Return all lines of the data in which the string "poise" occurs.
□ □ □ □ □ □ □
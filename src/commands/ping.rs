use async_trait::async_trait;
use poise::serenity_prelude::CreateCommand;

use crate::{
    dispatch::{Command, CommandInteraction},
    models::Error,
};

/// Check that the bot is alive
pub struct Ping;

#[async_trait]
impl<I: CommandInteraction> Command<I> for Ping {
    fn name(&self) -> &str {
        "ping"
    }

    fn definition(&self) -> CreateCommand {
        CreateCommand::new("ping").description("Check that the bot is responding")
    }

    async fn execute(&self, interaction: &I) -> Result<(), Error> {
        interaction.reply("🏓 Pong!".to_string(), true).await
    }
}
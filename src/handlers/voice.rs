use poise::serenity_prelude::{self as serenity, VoiceState};

use crate::{
    directory::SerenityDirectory,
    models::{Data, MemberInfo, VoiceTransition},
};

/// Handle voice state updates (user joins/leaves voice channels)
pub async fn handle_voice_state_update(
    ctx: &serenity::Context,
    old_state: Option<VoiceState>,
    new_state: VoiceState,
    data: &Data,
) {
    let Some(transition) = build_transition(old_state.as_ref(), &new_state) else {
        return;
    };

    let directory = SerenityDirectory::new(ctx);
    data.rooms.handle_transition(&directory, &transition).await;
}

fn build_transition(old_state: Option<&VoiceState>, new_state: &VoiceState) -> Option<VoiceTransition> {
    let guild_id = new_state.guild_id?;

    Some(VoiceTransition {
        guild_id,
        user_id: new_state.user_id,
        member: new_state.member.as_ref().map(|member| MemberInfo {
            display_name: member.display_name().to_string(),
            is_bot: member.user.bot,
        }),
        old_channel: old_state.and_then(|state| state.channel_id),
        new_channel: new_state.channel_id,
    })
}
□ □ □ □ □ □ □
Output of the exercise:
use poise::serenity_prelude::CreateCommand;
use poise::serenity_prelude::{self as serenity, VoiceState};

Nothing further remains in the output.